The tool transforms a process that once took months into something that can be done in about five minutes. While some follow-up work is still needed, GeniE handles the challenging bioinformatics — significantly speeding up and simplifying the task.

This achievement is a team effort at Broad, including Nick Watts, the initial software developer who brought GeniE from idea to beta; and Riley Grant and Josephine Lee, who have developed the tool over the past year, bringing it to its official release. The team also includes Moriel Singer-Berk, lead variant curator; Katie Russell and Carmen Glaze, variant curators and liaisons with advocacy groups; and Heidi Rehm and Anne O’Donnell-Luria, principal investigators.

Some of the patient-led organizations that helped develop GeniE include members of the Rare As One Network, including the APBD Research Foundation, Association for Creatine Deficiencies, Congenital Hyperinsulinism International, Cure CMD, DADA2 Foundation, Hermansky Pudlak Syndrome Network, INADcure Foundation, TANGO2 Research Foundation, TESS Research Foundation, The Yaya Foundation for 4H Leukodystrophy, and Usher 1F Collaborative.

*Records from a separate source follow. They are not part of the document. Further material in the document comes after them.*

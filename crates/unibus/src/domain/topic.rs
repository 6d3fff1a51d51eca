//! MQTT-style topic filters with `+` (one level) and `#` (remaining levels).

use super::errors::BrokerError;

/// Validated subscription filter.
#[derive(Debug, Clone, PartialEq, Eq)]
pub struct TopicFilter {
    raw: String,
}

impl TopicFilter {
    /// Parse a filter; wildcards must occupy a whole level and `#` must be last.
    pub fn parse(filter: &str) -> Result<Self, BrokerError> {
        if filter.is_empty() {
            return Err(BrokerError::Protocol("empty topic filter".into()));
        }
        let levels: Vec<&str> = filter.split('/').collect();
        for (i, level) in levels.iter().enumerate() {
            let wildcard = level.contains('+') || level.contains('#');
            if wildcard && level.len() != 1 {
                return Err(BrokerError::Protocol(format!(
                    "wildcard must occupy a whole level in '{filter}'"
                )));
            }
            if *level == "#" && i + 1 != levels.len() {
                return Err(BrokerError::Protocol(format!(
                    "'#' must be the last level in '{filter}'"
                )));
            }
        }
        Ok(Self {
            raw: filter.to_string(),
        })
    }

    #[must_use]
    pub fn as_str(&self) -> &str {
        &self.raw
    }

    #[must_use]
    pub fn has_wildcards(&self) -> bool {
        self.raw.contains(['+', '#'])
    }

    #[must_use]
    pub fn matches(&self, topic: &str) -> bool {
        let mut filter = self.raw.split('/');
        let mut levels = topic.split('/');
        loop {
            match (filter.next(), levels.next()) {
                (Some("#"), _) => return true,
                (Some("+"), Some(_)) => {}
                (Some(f), Some(t)) if f == t => {}
                (None, None) => return true,
                _ => return false,
            }
        }
    }
}

#[cfg(test)]
mod tests {
    use super::*;

    fn filter(s: &str) -> TopicFilter {
        TopicFilter::parse(s).unwrap()
    }

    #[test]
    fn test_exact_match() {
        assert!(filter("sensor/readings").matches("sensor/readings"));
        assert!(!filter("sensor/readings").matches("sensor/readings/raw"));
        assert!(!filter("sensor/readings").has_wildcards());
    }

    #[test]
    fn test_single_level_wildcard() {
        let f = filter("site/+/temperature");
        assert!(f.matches("site/a/temperature"));
        assert!(!f.matches("site/a/b/temperature"));
        assert!(!f.matches("site/temperature"));
    }

    #[test]
    fn test_multi_level_wildcard() {
        let f = filter("site/#");
        assert!(f.matches("site/a"));
        assert!(f.matches("site/a/b/c"));
        assert!(f.matches("site"));
        assert!(!f.matches("other/a"));
        assert!(filter("#").matches("anything/at/all"));
    }

    #[test]
    fn test_invalid_filters() {
        assert!(TopicFilter::parse("").is_err());
        assert!(TopicFilter::parse("site/#/x").is_err());
        assert!(TopicFilter::parse("site/a+").is_err());
        assert!(TopicFilter::parse("site/#x").is_err());
    }
}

Watch more: How Patients With Rare Diseases Are Accelerating Groundbreaking Research for Their Communities

How have you partnered with Rare As One grantees in the study? And how are the Rare As One groups leveraging the findings in their work?

SB: The Rare As One grantees have been true collaborators from the very beginning. They had significant input on the types of data they wanted to see and how they preferred to visualize this information. Their feedback was crucial in designing GeniE to ensure it met the community’s needs and made the tool globally accessible.

As for how the Rare As One groups are leveraging the findings, we’ve ensured they and other patient organizations collaborating with us are the first to receive the results. This allows them to decide the best way to use the data based on their community’s needs. Some groups prioritize quick publications to have something to cite, while others use newsletters to inform their community about the prevalence of their disease. Having a validated method and credible statistics has been powerful. It provides a solid foundation for these groups to pursue further research and support.

What are your favorite success stories and learnings from the GeniE pilot?

SB: The first is our partnership with the TANGO2 Research Foundation. TANGO2-related disease is a rare genetic disorder caused by pathogenic variants in the TANGO2 gene. That’s the first gene that we piloted with GeniE.

We discovered a pathogenic variant more common in individuals with an admixed American genetic ancestry, including Native North American, Central American, and Hispanic ancestries.

This finding was particularly interesting because Dr. Seema Lelani, a physician-scientist at Baylor College of Medicine and board member of the TANGO2 research foundation, was the only physician who had seen patients with this variant at the time of the collaboration. She noted that many of her patients were of Mexican or Mexican-American ancestry, reinforcing our data suggesting a higher prevalence in this population. This led the foundation to strengthen collaborations in Mexico to improve diagnosis. Within three weeks, they conducted educational seminars with physicians in Mexico and developed Spanish-language literature on the disease. They also used the data to secure funding to provide more services to patients along the Mexico-Texas border.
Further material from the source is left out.